3. Calculates the answer to the following mathematical problem:
“Given the strength and direction of the current, and speed and angle of the wind as well as this boat’s ability to sail at various wind angles and speeds, where can I be one hour from now.”

4. It does this for every one-hour interval.

For each interval, MaxSea calculates all possible combinations using each theoretical point as the next starting point

Of course, the route calculated may not necessarily be one that can actually be sailed – see fig1. below. You will have to figure out how to sail it. The route shown is for an isochron interval of 3 hours and shows that the route calculated is only 3 degrees off the wind, so clearly you have to tack to follow it.

By shortening the isochron interval then the route will show more detail as in fig2. This together with the layline display mentioned before, would give a sailable route. Racing software (TableA) and sophisticated systems like MaxSea and SeaPro go further and will also calculate recommended port and starboard tacks duration of tack and so on – you still have to sail it however – the marine environment has am annoying habit of not doing what it was expected to do!

MaxSea - route1 MaxSea - route2
Fig1 Fig2
b) Fine tuning of instrument or other inputs
Racing crews will be used to making adjustments to the various inputs being read by the software and will know their boat; their sails and the performance required. The fine tuning capabilities are very strong on the Table A and Table B systems listed – but very likely of little use for the amateur sailor except in terms of experimentation. This is where the “education” part comes in rather than the really useful functionality.
As with many technical systems – its nice to have dozens of switches and adjustments but it may take years before you really understand what they do! It should also be noted that the quality of instruments and their state of repair on the average cruising yacht will be far more of a factor than fine tuning the software. Still its all good stuff and we probably all like to twiddle with the knobs and see what they do 🙂
c) Quality of data being input e.g. weather; weather plus tidal streams; weather plus tidal streams plus seat state
This has already been discussed in a previous post on data inputs. I would think that this is an area where data quality and accessibility – for example of GRIB file data – will improve by leaps and bounds over the years – until the data is can be received by all sailing vessels as easily (or not) as radio – without you having to be aware of where it is coming from. There is some effort being put into a set of standards for this type of data so that we can be sure that data being supplied meets certain international standards.
d) Obstacle avoidance
Another critical issue is obstacle avoidance. With Coastal Explorer although it doesn’t calculate otimal routing as you insert waypoints, the system highlights rocks, shallows, or buoys near or under your route legs, and can also warn you of dangers ahead even if you’re not on a route. All of the systems in Table A and B allow for the insertion of waypoints that the route must comply with and “exclusion zones” that the user can define for the route to avoid – this is the most common method of coping things like drying land, exposed rocks and wrecks and so on.
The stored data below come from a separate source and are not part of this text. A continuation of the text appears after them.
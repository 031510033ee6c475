//! A page: one contiguous memory region subdivided into fixed-size chunks.
//!
//! Pages are the unit of internal locking. Each page tracks its own chunk
//! occupancy under its own mutex, so two threads working on different pages
//! never contend. Lock hold time is bounded by a linear scan of the chunk
//! map; no I/O or blocking calls happen under the lock.

use core::ptr::NonNull;

use parking_lot::Mutex;

/// One reserved memory region plus its chunk occupancy map.
///
/// The region is reserved once at construction and never resized or moved,
/// so chunk pointers handed out by [`chunk_ptr`](Page::chunk_ptr) stay valid
/// for the page's whole lifetime.
pub(crate) struct Page {
    base: NonNull<u8>,
    page_size: usize,
    chunk_size: usize,
    chunks: Mutex<ChunkMap>,
}

// SAFETY: the chunk map guarantees that live views cover pairwise disjoint
// chunk ranges, so concurrent access to page memory through views never
// aliases. The map itself is guarded by the page mutex.
unsafe impl Send for Page {}
unsafe impl Sync for Page {}

impl Page {
    /// Reserve a zero-initialized page. `page_size` must be a positive
    /// multiple of `chunk_size`; the pool validates this at construction.
    pub(crate) fn new(page_size: usize, chunk_size: usize) -> Self {
        debug_assert!(chunk_size > 0 && page_size % chunk_size == 0);
        let chunk_count = page_size / chunk_size;
        let region = Box::into_raw(vec![0u8; page_size].into_boxed_slice());
        // SAFETY: Box::into_raw never returns null.
        let base = unsafe { NonNull::new_unchecked(region as *mut u8) };
        Self {
            base,
            page_size,
            chunk_size,
            chunks: Mutex::new(ChunkMap::new(chunk_count)),
        }
    }

    /// First-fit allocation of `chunk_count` contiguous chunks.
    ///
    /// Returns the starting chunk index, or `None` without side effects if
    /// no sufficiently long free run exists.
    pub(crate) fn allocate_run(&self, chunk_count: usize) -> Option<usize> {
        self.chunks.lock().allocate_run(chunk_count)
    }

    /// Mark `[start_chunk, start_chunk + chunk_count)` free.
    ///
    /// Bounds-checked: returns `false` and changes nothing when the range
    /// does not lie within this page. Chunks already free are left as-is,
    /// so a redundant free cannot corrupt the map.
    pub(crate) fn free_run(&self, start_chunk: usize, chunk_count: usize) -> bool {
        self.chunks.lock().free_run(start_chunk, chunk_count)
    }

    /// Pointer to the first byte of `start_chunk`.
    pub(crate) fn chunk_ptr(&self, start_chunk: usize) -> NonNull<u8> {
        debug_assert!(start_chunk < self.chunk_count());
        // SAFETY: the offset stays inside the page's reserved region.
        unsafe { NonNull::new_unchecked(self.base.as_ptr().add(start_chunk * self.chunk_size)) }
    }

    pub(crate) fn chunk_count(&self) -> usize {
        self.page_size / self.chunk_size
    }

    pub(crate) fn free_chunks(&self) -> usize {
        self.chunks.lock().free
    }

    pub(crate) fn used_chunks(&self) -> usize {
        self.chunk_count() - self.free_chunks()
    }
}

impl Drop for Page {
    fn drop(&mut self) {
        // SAFETY: `base` came from Box::into_raw with exactly this length
        // and is dropped once; views keep the pool (and thus every page)
        // alive, so no view can outlive this memory.
        unsafe {
            drop(Box::from_raw(core::ptr::slice_from_raw_parts_mut(
                self.base.as_ptr(),
                self.page_size,
            )));
        }
    }
}

/// Bit-per-chunk occupancy map. A set bit means the chunk is in use.
struct ChunkMap {
    words: Box<[u64]>,
    chunk_count: usize,
    free: usize,
}

impl ChunkMap {
    fn new(chunk_count: usize) -> Self {
        let word_count = chunk_count / 64 + usize::from(chunk_count % 64 != 0);
        Self {
            words: vec![0u64; word_count].into_boxed_slice(),
            chunk_count,
            free: chunk_count,
        }
    }

    #[inline]
    fn is_used(&self, idx: usize) -> bool {
        self.words[idx / 64] & (1 << (idx % 64)) != 0
    }

    #[inline]
    fn set_used(&mut self, idx: usize) {
        self.words[idx / 64] |= 1 << (idx % 64);
    }

    #[inline]
    fn set_free(&mut self, idx: usize) {
        self.words[idx / 64] &= !(1 << (idx % 64));
    }

    /// First-fit scan from chunk 0 for `count` consecutive free chunks.
    fn allocate_run(&mut self, count: usize) -> Option<usize> {
        if count == 0 || count > self.free {
            return None;
        }
        let mut run = 0;
        for idx in 0..self.chunk_count {
            if self.is_used(idx) {
                run = 0;
                continue;
            }
            run += 1;
            if run == count {
                let start = idx + 1 - count;
                for i in start..=idx {
                    self.set_used(i);
                }
                self.free -= count;
                return Some(start);
            }
        }
        None
    }

    fn free_run(&mut self, start: usize, count: usize) -> bool {
        let Some(end) = start.checked_add(count) else {
            return false;
        };
        if end > self.chunk_count {
            return false;
        }
        for idx in start..end {
            if self.is_used(idx) {
                self.set_free(idx);
                self.free += 1;
            }
        }
        true
    }
}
The output from SeaPro is shown above. This screen shot shows that alternate routes are given; an exclusion zone is taken account of; and a general wind indicator is shown for each leg of the voyage.
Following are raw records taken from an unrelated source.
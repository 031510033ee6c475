//! Pool-wide counters and the diagnostic status report.

use core::fmt;
use core::sync::atomic::{AtomicU64, Ordering};

use crate::utils::format_bytes;

/// Monotonic operation counters.
///
/// Diagnostic only: nothing in the allocator depends on these for
/// correctness, so all updates are relaxed.
#[derive(Debug, Default)]
pub(crate) struct PoolStats {
    allocate_total: AtomicU64,
    allocate_success: AtomicU64,
    recycle_total: AtomicU64,
    recycle_success: AtomicU64,
}

impl PoolStats {
    pub(crate) fn record_allocate(&self) {
        self.allocate_total.fetch_add(1, Ordering::Relaxed);
    }

    pub(crate) fn record_allocate_success(&self) {
        self.allocate_success.fetch_add(1, Ordering::Relaxed);
    }

    pub(crate) fn record_recycle(&self) {
        self.recycle_total.fetch_add(1, Ordering::Relaxed);
    }

    pub(crate) fn record_recycle_success(&self) {
        self.recycle_success.fetch_add(1, Ordering::Relaxed);
    }

    pub(crate) fn snapshot(&self) -> PoolStatsSnapshot {
        PoolStatsSnapshot {
            allocate_total: self.allocate_total.load(Ordering::Relaxed),
            allocate_success: self.allocate_success.load(Ordering::Relaxed),
            recycle_total: self.recycle_total.load(Ordering::Relaxed),
            recycle_success: self.recycle_success.load(Ordering::Relaxed),
        }
    }
}

/// Point-in-time copy of the pool counters.
#[derive(Debug, Clone, Copy, PartialEq, Eq)]
pub struct PoolStatsSnapshot {
    /// Allocation attempts, successful or not.
    pub allocate_total: u64,
    /// Allocations that returned a view.
    pub allocate_success: u64,
    /// Release attempts (explicit recycle or view drop).
    pub recycle_total: u64,
    /// Releases matched to a page run and freed.
    pub recycle_success: u64,
}

impl PoolStatsSnapshot {
    /// Allocations that failed for lack of a free run.
    pub fn allocate_failures(&self) -> u64 {
        self.allocate_total - self.allocate_success
    }

    /// Releases that could not be matched to a page run.
    ///
    /// A nonzero value indicates a caller bug upstream (stale or corrupted
    /// handle); pool state stays consistent regardless.
    pub fn unmatched_recycles(&self) -> u64 {
        self.recycle_total - self.recycle_success
    }
}

/// Occupancy of a single page, in chunks.
#[derive(Debug, Clone, Copy, PartialEq, Eq)]
pub struct PageOccupancy {
    /// Chunks currently allocated to live views.
    pub used_chunks: usize,
    /// Total chunks in the page.
    pub chunk_count: usize,
}

/// Human-readable pool status: counters plus per-page occupancy.
///
/// The rendered format is display-only for operators and admin consoles;
/// it is not a contract other components should parse.
#[derive(Debug, Clone)]
pub struct PoolStatus {
    /// Total reserved capacity in bytes.
    pub capacity_bytes: usize,
    /// Counter snapshot.
    pub stats: PoolStatsSnapshot,
    /// Per-page occupancy, indexed by page.
    pub pages: Vec<PageOccupancy>,
}

impl fmt::Display for PoolStatus {
    fn fmt(&self, f: &mut fmt::Formatter<'_>) -> fmt::Result {
        writeln!(f, "buffer pool status {{")?;
        writeln!(
            f,
            "  capacity = {} ({} pages)",
            format_bytes(self.capacity_bytes as u64),
            self.pages.len()
        )?;
        writeln!(
            f,
            "  allocate = {} ({} ok), recycle = {} ({} ok)",
            self.stats.allocate_total,
            self.stats.allocate_success,
            self.stats.recycle_total,
            self.stats.recycle_success
        )?;
        for (idx, page) in self.pages.iter().enumerate() {
            writeln!(
                f,
                "  page {idx}: {}/{} chunks used",
                page.used_chunks, page.chunk_count
            )?;
        }
        write!(f, "}}")
    }
}

#[cfg(test)]
mod tests {
    use super::*;

    #[test]
    fn counters_accumulate() {
        let stats = PoolStats::default();
        stats.record_allocate();
        stats.record_allocate();
        stats.record_allocate_success();
        stats.record_recycle();

        let snap = stats.snapshot();
        assert_eq!(snap.allocate_total, 2);
        assert_eq!(snap.allocate_success, 1);
        assert_eq!(snap.allocate_failures(), 1);
        assert_eq!(snap.recycle_total, 1);
        assert_eq!(snap.unmatched_recycles(), 1);
    }

    #[test]
    fn status_renders_pages() {
        let status = PoolStatus {
            capacity_bytes: 16 * 1024,
            stats: PoolStatsSnapshot {
                allocate_total: 4,
                allocate_success: 4,
                recycle_total: 2,
                recycle_success: 2,
            },
            pages: vec![
                PageOccupancy {
                    used_chunks: 2,
                    chunk_count: 4,
                },
                PageOccupancy {
                    used_chunks: 0,
                    chunk_count: 4,
                },
            ],
        };

        let text = status.to_string();
        assert!(text.contains("capacity = 16.00 KB (2 pages)"));
        assert!(text.contains("page 0: 2/4 chunks used"));
        assert!(text.contains("page 1: 0/4 chunks used"));
        assert!(text.contains("allocate = 4 (4 ok)"));
    }
}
It should also be noted that the available bathymetric data, while looking really good on the latest 3D displays, is not actually precise enough in some supplier’s opinions, for accurate and automatic obstacle avoidance. In other words the software can automatically avoid charted obstacles or dangers but over reliance on this level of automation may well be a step too far at the moment. Bathymetric data needs to get more up to date and position accurate – not to mention methods of accurately marking moving obstacles like sand bars!

The sharing of bathymetric data by the US Navy with Google (amongst others) – as previously mentioned on this blog – will improve matters over the coming years I am sure. As will the emergence and use of functions like the PBG (Personal Bathymetric Generator) as demonstrated in the MaxSea software.